What is being asked = Go through the data and say how many lines include the string "else"; return only the figure.
☆ ☆ ☆ ☆ ☆ ☆ ☆
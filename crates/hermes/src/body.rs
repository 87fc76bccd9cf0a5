//! Request body kinds.

use bytes::Bytes;
use serde_json::Value;

use crate::multipart::MultipartPart;

/// `application/json`
pub const APPLICATION_JSON: &str = "application/json";

/// `application/x-www-form-urlencoded`
pub const FORM_URLENCODED: &str = "application/x-www-form-urlencoded";

/// `multipart/form-data`
pub const MULTIPART_FORM_DATA: &str = "multipart/form-data";

/// The encoding mode of a request payload.
#[derive(Debug, Clone, Copy, PartialEq, Eq)]
pub enum BodyKind {
    /// No body.
    None,
    /// JSON body.
    Json,
    /// URL-encoded form body.
    Form,
    /// `multipart/form-data` body made of fields and files.
    Multipart,
    /// Body rendered by the serializer registered for a custom content type.
    Serialized,
    /// Raw bytes sent as-is.
    Raw,
}

/// Request payload. Exactly one kind is active at a time.
#[derive(Debug, Clone, Default)]
pub(crate) enum RequestBody {
    #[default]
    None,
    Json(Value),
    Form(Value),
    Multipart(Vec<MultipartPart>),
    Serialized { content_type: String, value: Value },
    Raw(Bytes),
}

impl RequestBody {
    pub(crate) fn kind(&self) -> BodyKind {
        match self {
            Self::None => BodyKind::None,
            Self::Json(_) => BodyKind::Json,
            Self::Form(_) => BodyKind::Form,
            Self::Multipart(_) => BodyKind::Multipart,
            Self::Serialized { .. } => BodyKind::Serialized,
            Self::Raw(_) => BodyKind::Raw,
        }
    }
}
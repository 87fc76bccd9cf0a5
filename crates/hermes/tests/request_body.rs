//! Body encoding as seen by a real server.

mod common;

use std::sync::Arc;

use common::{fixture, json_response, TestServer};
use hermes::{encoders, ApiError, ApiRequest, FileOptions, SerializerRegistry, FORM_URLENCODED};
use http::StatusCode;
use serde_json::json;

fn pairs(items: &[(&str, &str)]) -> Vec<(String, String)> {
    items
        .iter()
        .map(|(k, v)| ((*k).to_string(), (*v).to_string()))
        .collect()
}

#[tokio::test]
async fn form_round_trips_through_form_parser() {
    let server = TestServer::start().await;

    ApiRequest::post(server.base_url(), "/users")
        .form(&json!({"username": "Jefte", "age": 22, "tags": ["a", "b"]}))
        .await
        .unwrap()
        .assert_success();

    let request = server.last_request();
    assert_eq!(
        request.header("content-type"),
        Some("application/x-www-form-urlencoded")
    );
    assert_eq!(
        request.form(),
        pairs(&[("username", "Jefte"), ("age", "22"), ("tags", "a"), ("tags", "b")])
    );
}

#[tokio::test]
async fn form_with_bracket_serializer() {
    let server = TestServer::start().await;
    let registry = Arc::new(SerializerRegistry::new());
    registry.add_serializer(FORM_URLENCODED, encoders::bracket_form);

    ApiRequest::post(server.base_url(), "/users")
        .serializers(Arc::clone(&registry))
        .form(&json!({
            "usernames": ["Jefte"],
            "emails[]": "jefteamorim@gmail.com",
            "age": 22,
        }))
        .await
        .unwrap();

    assert_eq!(
        server.last_request().form(),
        pairs(&[
            ("usernames[]", "Jefte"),
            ("emails[]", "jefteamorim@gmail.com"),
            ("age", "22"),
        ])
    );

    registry.remove_serializer(FORM_URLENCODED);
    ApiRequest::post(server.base_url(), "/users")
        .serializers(registry)
        .form(&json!({"usernames": ["Jefte"]}))
        .await
        .unwrap();

    assert_eq!(server.last_request().form(), pairs(&[("usernames", "Jefte")]));
}

#[tokio::test]
async fn json_then_form_sends_only_form() {
    let server = TestServer::start().await;

    ApiRequest::post(server.base_url(), "/users")
        .json(&json!({"kind": "json"}))
        .form(&json!({"kind": "form"}))
        .await
        .unwrap();

    let request = server.last_request();
    assert_eq!(
        request.header("content-type"),
        Some("application/x-www-form-urlencoded")
    );
    assert_eq!(request.form(), pairs(&[("kind", "form")]));
}

#[tokio::test]
async fn json_body_and_json_response() {
    let server = TestServer::with_handler(|request| {
        let mut user = request.json();
        user["id"] = json!(1);
        json_response(StatusCode::CREATED, &user)
    })
    .await;

    let response = ApiRequest::post(server.base_url(), "/users")
        .json(&json!({"username": "jefte"}))
        .await
        .unwrap();

    assert_eq!(
        server.last_request().header("content-type"),
        Some("application/json")
    );
    response
        .assert_status(StatusCode::CREATED)
        .assert_json_eq(&json!({"username": "jefte", "id": 1}));
    assert_eq!(
        *response.body().unwrap(),
        json!({"username": "jefte", "id": 1})
    );
}

#[tokio::test]
async fn multipart_fields_and_file() {
    let server = TestServer::start().await;

    ApiRequest::post(server.base_url(), "/packages")
        .fields(&json!({"username": "jefte", "age": 22}))
        .file("package", fixture("package.json"))
        .await
        .unwrap();

    let request = server.last_request();
    assert!(request
        .header("content-type")
        .unwrap()
        .starts_with("multipart/form-data; boundary="));

    let parts = request.multipart().await;
    assert_eq!(parts.len(), 3);
    assert_eq!((parts[0].name.as_str(), parts[0].text.as_str()), ("username", "jefte"));
    assert_eq!((parts[1].name.as_str(), parts[1].text.as_str()), ("age", "22"));

    let file = &parts[2];
    assert_eq!(file.name, "package");
    assert_eq!(file.filename.as_deref(), Some("package.json"));
    assert_eq!(file.content_type.as_deref(), Some("application/json"));
    assert_eq!(
        file.text,
        std::fs::read_to_string(fixture("package.json")).unwrap()
    );
}

#[tokio::test]
async fn multipart_filename_override() {
    let server = TestServer::start().await;

    ApiRequest::post(server.base_url(), "/packages")
        .file_with(
            "package",
            fixture("package.json"),
            FileOptions::new().filename("pkg.json"),
        )
        .await
        .unwrap();

    let parts = server.last_request().multipart().await;
    assert_eq!(parts[0].filename.as_deref(), Some("pkg.json"));
}

#[tokio::test]
async fn multipart_files_from_temp_dir() {
    let server = TestServer::start().await;
    let dir = tempfile::tempdir().unwrap();
    let report = dir.path().join("report.csv");
    std::fs::write(&report, "a,b\n1,2\n").unwrap();

    ApiRequest::post(server.base_url(), "/reports")
        .file("report", &report)
        .fields(&json!({"tags": ["monthly", "finance"]}))
        .await
        .unwrap();

    let parts = server.last_request().multipart().await;
    let names: Vec<_> = parts.iter().map(|p| p.name.as_str()).collect();
    assert_eq!(names, vec!["report", "tags", "tags"]);
    assert_eq!(parts[0].content_type.as_deref(), Some("text/csv"));
    assert_eq!(parts[2].text, "finance");
}

#[tokio::test]
async fn missing_file_fails_before_sending() {
    let server = TestServer::start().await;

    let err = ApiRequest::post(server.base_url(), "/packages")
        .file("package", fixture("does-not-exist.json"))
        .await
        .unwrap_err();

    match err {
        ApiError::FileAccess { path, .. } => assert!(path.ends_with("does-not-exist.json")),
        other => panic!("unexpected error: {other}"),
    }
    assert!(server.requests().is_empty());
}
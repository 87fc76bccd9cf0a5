//! Fluent request builder.

use std::fmt;
use std::future::{Future, IntoFuture};
use std::pin::Pin;
use std::sync::Arc;

use base64::engine::general_purpose::STANDARD;
use base64::Engine;
use bytes::Bytes;
use http::header::{AUTHORIZATION, CONTENT_TYPE};
use http::{HeaderMap, HeaderName, HeaderValue, Method, Uri};
use indexmap::IndexMap;
use serde::Serialize;
use serde_json::Value;

use crate::body::{BodyKind, RequestBody, APPLICATION_JSON, FORM_URLENCODED, MULTIPART_FORM_DATA};
use crate::dump::RequestDump;
use crate::error::{ApiError, ApiResult, BoxError};
use crate::multipart::{self, FileOptions, FileSource, MultipartPart};
use crate::query::{QueryParams, QueryValue};
use crate::response::ApiResponse;
use crate::serializer::{BodySerializer, SerializerRegistry};
use crate::transport::{ReqwestTransport, Transport};

/// A request under construction.
///
/// Every mutator consumes the builder and returns it, so calls chain.
/// Nothing is encoded or sent until [`send`](Self::send) is called or the
/// builder is awaited directly.
///
/// # Example
///
/// ```no_run
/// use hermes::ApiRequest;
/// use serde_json::json;
///
/// # async fn run() -> hermes::ApiResult<()> {
/// let response = ApiRequest::post("http://localhost:8080", "/users")
///     .bearer_token("foobar")
///     .qs("notify", true)
///     .json(&json!({"username": "jefte", "age": 22}))
///     .await?;
///
/// response.assert_status_code(201);
/// # Ok(())
/// # }
/// ```
#[must_use]
pub struct ApiRequest {
    base_url: String,
    endpoint: String,
    method: Method,
    headers: IndexMap<String, String>,
    query: QueryParams,
    body: RequestBody,
    auth: Option<String>,
    dump: bool,
    registry: Arc<SerializerRegistry>,
    transport: Option<Arc<dyn Transport>>,
    pending_error: Option<ApiError>,
}
//! Built-in body and query serializers.
//!
//! The `json`, `flat_form`, `multipart_field` and `repeated_query` functions
//! are the defaults installed in every [`SerializerRegistry`]. The bracket
//! variants render `key[]=value` / `key[sub]=value` notation and can be
//! registered in their place.
//!
//! [`SerializerRegistry`]: crate::SerializerRegistry

use serde_json::Value;

use crate::error::BoxError;
use crate::query::QueryParams;

/// Serializes any value with `serde_json`.
pub fn json(value: &Value) -> Result<String, BoxError> {
    Ok(serde_json::to_string(value)?)
}

/// Flat `key=value&...` form encoding.
///
/// Arrays become repeated keys (`key=a&key=b`). Nested objects or arrays
/// inside arrays are rejected.
///
/// # Example
///
/// ```
/// use serde_json::json;
///
/// let body = hermes::encoders::flat_form(&json!({"username": "Jefte", "age": 22})).unwrap();
/// assert_eq!(body, "username=Jefte&age=22");
/// ```
pub fn flat_form(value: &Value) -> Result<String, BoxError> {
    let map = value
        .as_object()
        .ok_or("form payload must be an object")?;

    let mut pairs = Vec::with_capacity(map.len());
    for (key, value) in map {
        match value {
            Value::Array(items) => {
                for item in items {
                    pairs.push(encode_pair(key, &scalar(key, item)?));
                }
            }
            other => pairs.push(encode_pair(key, &scalar(key, other)?)),
        }
    }

    Ok(pairs.join("&"))
}

/// Renders one multipart text field value.
///
/// Strings are sent verbatim, numbers and booleans via their display form,
/// `null` as an empty string, and anything else as JSON text.
pub fn multipart_field(value: &Value) -> Result<String, BoxError> {
    Ok(match value {
        Value::String(s) => s.clone(),
        Value::Number(n) => n.to_string(),
        Value::Bool(b) => b.to_string(),
        Value::Null => String::new(),
        other => serde_json::to_string(other)?,
    })
}

/// Default query encoding: arrays become repeated keys.
pub fn repeated_query(params: &QueryParams) -> Result<String, BoxError> {
    let pairs: Vec<String> = params
        .iter()
        .flat_map(|(key, value)| value.values().iter().map(move |v| encode_pair(key, v)))
        .collect();
    Ok(pairs.join("&"))
}

/// Bracket-notation form encoding.
///
/// Arrays of scalars render as `key[]=a&key[]=b`, nested objects as
/// `key[sub]=v`, arrays of objects as `key[0][sub]=v`. Keys that already end
/// in `[]` are not suffixed again.
///
/// # Example
///
/// ```
/// use serde_json::json;
///
/// let body = hermes::encoders::bracket_form(&json!({
///     "usernames": ["Jefte"],
///     "user": {"age": 22}
/// }))
/// .unwrap();
/// assert_eq!(body, "usernames%5B%5D=Jefte&user%5Bage%5D=22");
/// ```
pub fn bracket_form(value: &Value) -> Result<String, BoxError> {
    let map = value
        .as_object()
        .ok_or("form payload must be an object")?;

    let mut pairs = Vec::new();
    for (key, value) in map {
        flatten_brackets(key, value, &mut pairs)?;
    }
    Ok(pairs.join("&"))
}

/// Bracket-notation query encoding: array values render as `key[]=v`.
pub fn bracket_query(params: &QueryParams) -> Result<String, BoxError> {
    let mut pairs = Vec::new();
    for (key, value) in params.iter() {
        if value.is_many() {
            let key = array_key(key);
            for v in value.values() {
                pairs.push(encode_pair(&key, v));
            }
        } else {
            for v in value.values() {
                pairs.push(encode_pair(key, v));
            }
        }
    }
    Ok(pairs.join("&"))
}

fn flatten_brackets(key: &str, value: &Value, pairs: &mut Vec<String>) -> Result<(), BoxError> {
    match value {
        Value::Object(map) => {
            for (sub, value) in map {
                flatten_brackets(&format!("{key}[{sub}]"), value, pairs)?;
            }
        }
        Value::Array(items) => {
            for (index, item) in items.iter().enumerate() {
                if item.is_object() || item.is_array() {
                    flatten_brackets(&format!("{key}[{index}]"), item, pairs)?;
                } else {
                    pairs.push(encode_pair(&array_key(key), &scalar(key, item)?));
                }
            }
        }
        other => pairs.push(encode_pair(key, &scalar(key, other)?)),
    }
    Ok(())
}

fn array_key(key: &str) -> String {
    if key.ends_with("[]") {
        key.to_string()
    } else {
        format!("{key}[]")
    }
}

fn scalar(key: &str, value: &Value) -> Result<String, BoxError> {
    match value {
        Value::String(s) => Ok(s.clone()),
        Value::Number(n) => Ok(n.to_string()),
        Value::Bool(b) => Ok(b.to_string()),
        Value::Null => Ok(String::new()),
        Value::Array(_) | Value::Object(_) => {
            Err(format!("nested value for `{key}` needs a custom serializer").into())
        }
    }
}

fn encode_pair(key: &str, value: &str) -> String {
    format!("{}={}", urlencoding::encode(key), urlencoding::encode(value))
}

#[cfg(test)]
mod tests {
    use super::*;
    use crate::query::QueryValue;
    use proptest::prelude::*;
    use serde_json::json;

    #[test]
    fn test_flat_form_preserves_order() {
        let body = flat_form(&json!({"username": "Jefte", "age": 22, "admin": false})).unwrap();
        assert_eq!(body, "username=Jefte&age=22&admin=false");
    }

    #[test]
    fn test_flat_form_repeats_array_keys() {
        let body = flat_form(&json!({"ids": [1, 2], "name": "a b"})).unwrap();
        assert_eq!(body, "ids=1&ids=2&name=a%20b");
    }

    #[test]
    fn test_flat_form_rejects_nested_objects() {
        let err = flat_form(&json!({"user": {"name": "Jefte"}})).unwrap_err();
        assert!(err.to_string().contains("user"));
    }

    #[test]
    fn test_flat_form_rejects_non_object() {
        assert!(flat_form(&json!(["a"])).is_err());
    }

    #[test]
    fn test_flat_form_round_trips_through_form_parser() {
        let body = flat_form(&json!({"username": "Jefte", "age": 22})).unwrap();
        let parsed: Vec<(String, String)> = serde_urlencoded::from_str(&body).unwrap();
        assert_eq!(
            parsed,
            vec![
                ("username".to_string(), "Jefte".to_string()),
                ("age".to_string(), "22".to_string()),
            ]
        );
    }

    #[test]
    fn test_bracket_form() {
        let body = bracket_form(&json!({
            "usernames": ["Jefte"],
            "emails[]": "jefteamorim@gmail.com",
            "age": 22,
        }))
        .unwrap();
        let parsed: Vec<(String, String)> = serde_urlencoded::from_str(&body).unwrap();
        assert_eq!(
            parsed,
            vec![
                ("usernames[]".to_string(), "Jefte".to_string()),
                ("emails[]".to_string(), "jefteamorim@gmail.com".to_string()),
                ("age".to_string(), "22".to_string()),
            ]
        );
    }

    #[test]
    fn test_bracket_form_nested() {
        let body = bracket_form(&json!({"items": [{"id": 1}], "meta": {"page": 2}})).unwrap();
        let parsed: Vec<(String, String)> = serde_urlencoded::from_str(&body).unwrap();
        assert_eq!(
            parsed,
            vec![
                ("items[0][id]".to_string(), "1".to_string()),
                ("meta[page]".to_string(), "2".to_string()),
            ]
        );
    }

    #[test]
    fn test_bracket_query() {
        let mut params = QueryParams::new();
        params.push("ids", vec!["1"]);
        params.push("usernames[]", "jefte");
        params.push("page", "2");

        let encoded = bracket_query(&params).unwrap();
        assert_eq!(encoded, "ids%5B%5D=1&usernames%5B%5D=jefte&page=2");
    }

    #[test]
    fn test_repeated_query() {
        let mut params = QueryParams::new();
        params.push("orderBy", "id");
        params.push("ids", QueryValue::Many(vec!["1".into(), "2".into()]));

        assert_eq!(repeated_query(&params).unwrap(), "orderBy=id&ids=1&ids=2");
    }

    #[test]
    fn test_multipart_field_rendering() {
        assert_eq!(multipart_field(&json!("jefte")).unwrap(), "jefte");
        assert_eq!(multipart_field(&json!(22)).unwrap(), "22");
        assert_eq!(multipart_field(&json!(null)).unwrap(), "");
        assert_eq!(multipart_field(&json!({"a": 1})).unwrap(), r#"{"a":1}"#);
    }

    proptest! {
        #[test]
        fn prop_repeated_query_keeps_every_value(
            values in proptest::collection::vec("[a-zA-Z0-9 &=]{0,8}", 1..6)
        ) {
            let mut params = QueryParams::new();
            for value in &values {
                params.push("key", value.as_str());
            }

            let encoded = repeated_query(&params).unwrap();
            let parsed: Vec<(String, String)> = serde_urlencoded::from_str(&encoded).unwrap();
            let decoded: Vec<String> = parsed.into_iter().map(|(_, v)| v).collect();
            prop_assert_eq!(decoded, values);
        }
    }
}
☆ ☆ ☆ ☆ ☆ ☆ ☆
Response to this task = 4